*EXERCISE GOAL*: Once the line containing "2×2 complex normal" is found in the entries below, reproduce it and every line after it, stopping at and including the line containing "let mut count = 0.0f64;"; reproduce nothing else, and keep each line exact.

━━━━━ SUPPLIED MATERIAL

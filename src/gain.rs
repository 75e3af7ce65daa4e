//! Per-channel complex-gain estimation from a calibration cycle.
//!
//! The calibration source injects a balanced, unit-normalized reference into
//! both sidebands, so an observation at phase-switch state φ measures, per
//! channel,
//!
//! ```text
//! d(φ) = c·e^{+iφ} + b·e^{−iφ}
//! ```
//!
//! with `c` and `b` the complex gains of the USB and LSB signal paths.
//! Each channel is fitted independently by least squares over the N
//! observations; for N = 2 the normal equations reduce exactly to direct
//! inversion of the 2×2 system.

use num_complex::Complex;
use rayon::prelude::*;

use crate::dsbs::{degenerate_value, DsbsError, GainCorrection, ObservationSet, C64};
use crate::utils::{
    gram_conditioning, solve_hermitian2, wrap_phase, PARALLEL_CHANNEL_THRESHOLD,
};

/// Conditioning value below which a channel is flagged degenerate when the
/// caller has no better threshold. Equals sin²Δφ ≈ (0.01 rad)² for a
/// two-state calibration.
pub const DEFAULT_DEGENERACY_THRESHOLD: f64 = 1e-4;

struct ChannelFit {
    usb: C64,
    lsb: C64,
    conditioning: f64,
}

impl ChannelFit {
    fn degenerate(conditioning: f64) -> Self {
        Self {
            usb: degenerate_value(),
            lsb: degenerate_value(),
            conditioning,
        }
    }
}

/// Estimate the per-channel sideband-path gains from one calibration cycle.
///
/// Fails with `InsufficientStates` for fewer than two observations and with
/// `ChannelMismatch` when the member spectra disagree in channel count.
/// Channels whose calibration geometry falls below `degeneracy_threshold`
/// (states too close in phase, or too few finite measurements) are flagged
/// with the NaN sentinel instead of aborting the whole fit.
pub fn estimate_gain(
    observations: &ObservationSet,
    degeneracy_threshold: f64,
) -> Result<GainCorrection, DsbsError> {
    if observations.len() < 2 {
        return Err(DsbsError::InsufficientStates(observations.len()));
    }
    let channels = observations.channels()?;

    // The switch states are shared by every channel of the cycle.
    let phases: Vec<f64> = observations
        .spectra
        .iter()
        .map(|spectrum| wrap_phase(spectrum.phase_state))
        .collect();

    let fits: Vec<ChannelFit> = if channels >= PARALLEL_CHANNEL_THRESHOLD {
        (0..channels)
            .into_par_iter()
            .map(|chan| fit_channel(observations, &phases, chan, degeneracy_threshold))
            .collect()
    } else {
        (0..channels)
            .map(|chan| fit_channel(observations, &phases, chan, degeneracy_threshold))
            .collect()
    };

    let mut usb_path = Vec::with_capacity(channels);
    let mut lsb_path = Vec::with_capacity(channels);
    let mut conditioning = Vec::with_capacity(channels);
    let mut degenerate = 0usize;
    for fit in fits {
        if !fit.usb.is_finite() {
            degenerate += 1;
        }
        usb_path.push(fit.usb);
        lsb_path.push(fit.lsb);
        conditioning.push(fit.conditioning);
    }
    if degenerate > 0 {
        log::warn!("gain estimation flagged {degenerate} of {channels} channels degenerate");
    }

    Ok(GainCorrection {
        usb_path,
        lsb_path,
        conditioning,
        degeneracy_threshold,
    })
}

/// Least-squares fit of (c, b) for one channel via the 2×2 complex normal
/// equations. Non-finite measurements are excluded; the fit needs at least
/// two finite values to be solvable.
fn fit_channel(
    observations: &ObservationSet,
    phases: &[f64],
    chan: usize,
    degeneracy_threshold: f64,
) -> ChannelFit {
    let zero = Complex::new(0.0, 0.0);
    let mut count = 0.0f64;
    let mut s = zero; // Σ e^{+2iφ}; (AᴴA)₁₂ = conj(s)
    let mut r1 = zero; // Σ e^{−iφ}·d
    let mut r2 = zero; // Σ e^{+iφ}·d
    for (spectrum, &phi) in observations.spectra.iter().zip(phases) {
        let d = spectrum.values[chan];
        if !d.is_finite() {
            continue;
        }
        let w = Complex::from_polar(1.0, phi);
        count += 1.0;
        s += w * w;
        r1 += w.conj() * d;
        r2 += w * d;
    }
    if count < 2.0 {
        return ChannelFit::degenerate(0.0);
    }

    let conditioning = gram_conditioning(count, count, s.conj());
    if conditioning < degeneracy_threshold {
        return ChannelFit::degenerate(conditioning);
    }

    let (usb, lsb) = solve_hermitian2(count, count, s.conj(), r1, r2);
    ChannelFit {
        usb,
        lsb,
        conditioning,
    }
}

━━━━━━━━━━

*TASK RESPONSE*:
/// Least-squares fit of (c, b) for one channel via the 2×2 complex normal
/// equations. Non-finite measurements are excluded; the fit needs at least
/// two finite values to be solvable.
fn fit_channel(
    observations: &ObservationSet,
    phases: &[f64],
    chan: usize,
    degeneracy_threshold: f64,
) -> ChannelFit {
    let zero = Complex::new(0.0, 0.0);
    let mut count = 0.0f64;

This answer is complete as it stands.